BOSCO is part of the HTCondor system which allows you to set up a personal pool of resources brought in from a remote cluster. In this section, we describe how to use BOSCO to run glideins (pilot jobs) dynamically on the SDSC Comet cluster. The glideins are submitted based on the demand of the user jobs in the pool.

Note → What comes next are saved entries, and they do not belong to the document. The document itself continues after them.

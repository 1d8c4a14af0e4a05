use crate::error::MediaError;
use async_trait::async_trait;
use std::fmt::{Display, Formatter};
use tokio::sync::mpsc;

#[derive(Debug, Clone, Copy, PartialEq, Eq)]
pub enum SdpType {
    Offer,
    Answer,
}

#[derive(Debug, Clone, PartialEq, Eq)]
pub struct SessionDescription {
    pub kind: SdpType,
    pub sdp: String,
}

impl SessionDescription {
    pub fn offer(sdp: impl Into<String>) -> Self {
        Self {
            kind: SdpType::Offer,
            sdp: sdp.into(),
        }
    }

    pub fn answer(sdp: impl Into<String>) -> Self {
        Self {
            kind: SdpType::Answer,
            sdp: sdp.into(),
        }
    }
}

#[derive(Debug, Clone, PartialEq, Eq)]
pub struct IceCandidate {
    pub candidate: String,
    pub sdp_mline_index: u16,
    /// Media stream identification tag, empty if the engine did not report one.
    pub sdp_mid: String,
}

impl IceCandidate {
    pub fn new(
        candidate: impl Into<String>,
        sdp_mline_index: u16,
        sdp_mid: impl Into<String>,
    ) -> Self {
        Self {
            candidate: candidate.into(),
            sdp_mline_index,
            sdp_mid: sdp_mid.into(),
        }
    }
}

/// Aggregate connectivity of a media session.
#[derive(Debug, Clone, Copy, PartialEq, Eq)]
pub enum ConnectivityState {
    New,
    Connecting,
    Connected,
    Disconnected,
    Failed,
    Closed,
}

impl ConnectivityState {
    /// Whether the session can no longer carry media. There is no recovery from these states.
    pub fn is_terminal(&self) -> bool {
        matches!(
            self,
            ConnectivityState::Disconnected | ConnectivityState::Failed | ConnectivityState::Closed
        )
    }
}

impl Display for ConnectivityState {
    fn fmt(&self, f: &mut Formatter<'_>) -> std::fmt::Result {
        let state = match self {
            ConnectivityState::New => "new",
            ConnectivityState::Connecting => "connecting",
            ConnectivityState::Connected => "connected",
            ConnectivityState::Disconnected => "disconnected",
            ConnectivityState::Failed => "failed",
            ConnectivityState::Closed => "closed",
        };
        f.write_str(state)
    }
}

#[derive(Debug, Clone, PartialEq, Eq)]
pub enum MediaEvent {
    LocalCandidate(IceCandidate),
    Connectivity(ConnectivityState),
    Error(String),
}

/// Opens media sessions and controls the process-wide audio session.
#[async_trait]
pub trait MediaEngine: Send + Sync + 'static {
    type Session: MediaSession;

    /// Opens a new session. Every local candidate and connectivity change of the session is
    /// delivered on the returned receiver, in the order the engine raised them.
    async fn open_session(
        &self,
    ) -> Result<(Self::Session, mpsc::UnboundedReceiver<MediaEvent>), MediaError>;

    /// Activates or deactivates the platform audio session (routing, device configuration).
    fn set_audio_session_active(&self, active: bool) -> Result<(), MediaError>;
}

#[async_trait]
pub trait MediaSession: Send + Sync + 'static {
    type Track: LocalTrack;

    async fn create_local_track(&self) -> Result<Self::Track, MediaError>;
    async fn add_track(&self, track: &Self::Track) -> Result<(), MediaError>;
    async fn create_offer(&self) -> Result<SessionDescription, MediaError>;
    async fn create_answer(&self) -> Result<SessionDescription, MediaError>;
    async fn set_local_description(
        &self,
        description: SessionDescription,
    ) -> Result<(), MediaError>;
    async fn set_remote_description(
        &self,
        description: SessionDescription,
    ) -> Result<(), MediaError>;
    async fn add_remote_candidate(&self, candidate: IceCandidate) -> Result<(), MediaError>;
    async fn close(&self) -> Result<(), MediaError>;
}

pub trait LocalTrack: Clone + Send + Sync + 'static {
    fn set_enabled(&self, enabled: bool);
    fn is_enabled(&self) -> bool;
}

As your regular user, on the host you want to use as a workflow submit host, download the latest version of HTCondor from the HTCondor Download page. At this point the latest version was 8.5.2 and we downloaded condor-8.5.2-x86_64_RedHat6-stripped.tar.gz. Untar, and run the installer:

$ tar xzf condor-8.5.2-x86_64_RedHat6-stripped.tar.gz
$ cd condor-8.5.2-x86_64_RedHat6-stripped
$ ./bosco_install
Created a script you can source to setup your Condor environment
variables. This command must be run each time you log in or may
be placed in your login scripts:
   source /home/$USER/bosco/bosco_setenv

Source the setup file as instructed, run bosco_start, and then test that condor_q and condor_status works.

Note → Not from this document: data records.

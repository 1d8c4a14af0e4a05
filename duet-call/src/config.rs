use anyhow::Context;
use config::{Config, Environment, File};
use duet_protocol::CollectionLayout;
use duet_webrtc::config::IceConfig;
use serde::{Deserialize, Serialize};
use std::path::Path;

pub const CONFIG_FILE_NAME: &str = "duet.toml";
pub const ENV_PREFIX: &str = "duet";

#[derive(Debug, Clone, Serialize, Deserialize, Default, PartialEq, Eq)]
pub struct CallConfig {
    pub ice: IceConfig,
    pub collections: CollectionLayout,
    pub channels: ChannelsConfig,
}

impl CallConfig {
    /// Layers the built-in defaults, `<config_dir>/duet.toml`, `duet.toml` in the working
    /// directory and `DUET_*` environment variables (nested keys separated by `__`).
    pub fn parse(config_dir: &Path) -> anyhow::Result<Self> {
        let local_config = config_dir.join(CONFIG_FILE_NAME);
        let local_config = local_config
            .to_str()
            .context("Failed to get local config path")?;

        let config: Self = Config::builder()
            .add_source(Config::try_from(&CallConfig::default())?)
            .add_source(File::with_name(local_config).required(false))
            .add_source(File::with_name(CONFIG_FILE_NAME).required(false))
            .add_source(
                Environment::with_prefix(ENV_PREFIX)
                    .prefix_separator("_")
                    .separator("__")
                    .try_parsing(true),
            )
            .build()
            .context("Failed to build config")?
            .try_deserialize()
            .context("Failed to deserialize config")?;

        config
            .channels
            .validate()
            .context("Invalid channels config")?;
        Ok(config)
    }
}

/// Queue capacities of a call state machine.
#[derive(Debug, Clone, Serialize, Deserialize, PartialEq, Eq)]
pub struct ChannelsConfig {
    pub commands: usize,
    pub events: usize,
    pub call_events: usize,
}

impl ChannelsConfig {
    /// Every queue needs room for at least one item.
    pub fn validate(&self) -> anyhow::Result<()> {
        for (name, capacity) in [
            ("commands", self.commands),
            ("events", self.events),
            ("call_events", self.call_events),
        ] {
            anyhow::ensure!(capacity > 0, "channels.{name} must be greater than zero");
        }
        Ok(())
    }
}

impl Default for ChannelsConfig {
    fn default() -> Self {
        Self {
            commands: 16,
            events: 256,
            call_events: 32,
        }
    }
}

$ source /home/$USER/bosco/bosco_setenv
$ condor_q

-- Schedd: workflow.iu.xsede.org :

0 jobs; 0 completed, 0 removed, 0 idle, 0 running, 0 held, 0 suspended
$ condor_status

Let's tell BOSCO about our SDSC Comet account:

$ bosco_cluster -a YOUR_SDSC_USERNAME@comet-ln2.sdsc.edu pbs

BOSCO needs a little bit more information to be able to submit the glideins to Comet. Log in to your Comet account via ssh (important - this step has to take place on Comet) and create the ~/bosco/glite/bin/pbs_local_submit_attributes.sh file with the following content. You can find your allocation by running show_accounts and looking at the project column.

echo "#PBS -q compute"
echo "#PBS -l nodes=1:ppn=24"
echo "#PBS -l walltime=24:00:00"

Also chmod the file:

$ chmod 755 ~/bosco/glite/bin/pbs_local_submit_attributes.sh

Log out of Comet, and get back into the host and user BOSCO was installed into. We also need to edit a few files on that host. ~/bosco/libexec/campus_factory/share/glidein_jobs/glidein_wrapper.sh has a bug in some versions of HTCondor. Open up the file and make sure the eval line in the beginning is below the unset/export HOME section. If that is not the case, edit the file to look like:


starting_dir="$( cd "$( dirname "${BASH_SOURCE[0]}" )" && pwd )"

# BLAHP does weird things with home directory
unset HOME
export HOME

eval campus_factory_dir=$_campusfactory_CAMPUSFACTORY_LOCATION

If the order of the HOME and eval statements are reversed in your file, change them to look like the above. At the end of ~/bosco/libexec/campus_factory/share/glidein_jobs/glidein_condor_config add:

# dynamic slots
SLOT_TYPE_1 = cpus=100%,disk=100%,swap=100%

In the file ~/bosco/libexec/campus_factory/share/glidein_jobs/job.submit.template find the line reading:

         _condor_NUM_CPUS=1; \

You should now have a functioning BOSCO setup. Submit a Pegasus workflow.